Note that any PEAK component without a parent component is a "root
component". So if I create a binding.Component() and then set its "foo"
attribute to a Foo(), and its "bar" attribute to a FooBar(), then as far as
those three Component, Foo, and FooBar instances are concerned, '/' is the
Component(), '/foo' is the Foo(), and '/bar' is the FooBar().

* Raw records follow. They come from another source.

//! Visual Studio Code launcher

use crate::error::ConnectError;
use crate::platform::Platform;
use csctcloud_azure::CommandRunner;
use std::sync::Arc;

/// How the user ends up on the remote host
#[derive(Debug, Clone, PartialEq, Eq)]
pub enum Launch {
    /// The editor opened a remote window
    Opened,
    /// No editor; the user was told how to connect by hand
    Manual(String),
}

/// Editor CLI wrapper
pub struct Editor {
    program: String,
    runner: Arc<dyn CommandRunner>,
}

impl Editor {
    pub fn new(program: impl Into<String>, runner: Arc<dyn CommandRunner>) -> Self {
        Self {
            program: program.into(),
            runner,
        }
    }

    /// Whether the editor CLI answers a version query
    pub async fn is_available(&self) -> bool {
        tracing::debug!("Running: {} --version", self.program);
        match self.runner.run(&self.program, &["--version"]).await {
            Ok(output) => output.success(),
            Err(e) => {
                tracing::debug!("{} could not be started: {}", self.program, e);
                false
            }
        }
    }

    /// Open a new window connected to `host` over SSH
    pub async fn open_remote(&self, host: &str) -> Result<(), ConnectError> {
        let target = format!("ssh-remote+{}", host);
        let args = ["-n", "--remote", target.as_str()];
        tracing::debug!("Running: {} {}", self.program, args.join(" "));

        let output = self
            .runner
            .run(&self.program, &args)
            .await
            .map_err(|e| ConnectError::EditorLaunch {
                stderr: e.to_string(),
            })?;
        if !output.success() {
            return Err(ConnectError::EditorLaunch {
                stderr: output.stderr.trim().to_string(),
            });
        }
        Ok(())
    }
}

/// Open the editor on `host`, or print the ssh command when there is no editor
pub async fn launch_or_instruct(
    editor: &Editor,
    host: &str,
    platform: Platform,
) -> Result<Launch, ConnectError> {
    tracing::debug!("Launching Visual Studio Code");
    if !editor.is_available().await {
        tracing::warn!("Visual Studio Code is not available");
        let instructions = manual_instructions(host, platform);
        println!("{}", instructions);
        return Ok(Launch::Manual(instructions));
    }

    editor.open_remote(host).await?;
    tracing::info!("Visual Studio Code launched with remote connection to {}", host);
    Ok(Launch::Opened)
}

/// What to type to connect without the editor
pub fn manual_instructions(host: &str, platform: Platform) -> String {
    format!(
        "To connect, open {} and run:\n\n    ssh {}\n",
        platform.terminal_name(),
        host
    )
}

(This means, by the way, that it's useless to lookup a component path
without having some component to use as context, since there can be
arbitrarily many "root" objects in a PEAK application. For example, PEAK
considers any non-PEAK object to be a root. If you ask PEAK what the
component path of the number "42" is, PEAK will tell you it's "/", because
42 has no parent component. The only non-PEAK object type PEAK can guess
parent components for, is ModuleType. PEAK considers every top-level
Python module to be a root component, but modules contained in packages
have the package as their parent component.)
>should foo be a property of application object? say,
>
> class FooBarApp(binding.component):
> foo = binding.New(Foo)
That's definitely one way to do it, and certainly one of the easier
ways. I would suggest you add a 'provides=' keyword to the binding.New(),
giving either an interface or a PropertyName() (or a tuple of either), so
that components can find it by function rather than by location. Because
PEAK bindings are always computed once and then cached, there is almost no
performance difference to look something up by interface or property name
instead of by absolute location.
>if not, then how and when the utility object should be instantiated?
You can also do it "manually" or register a provider rule via
'registerProvider()', but I haven't yet run into a situation where I needed
or wanted to. It's generally easiest to just create bindings, or if you
want it to be externally customizable, use a config file.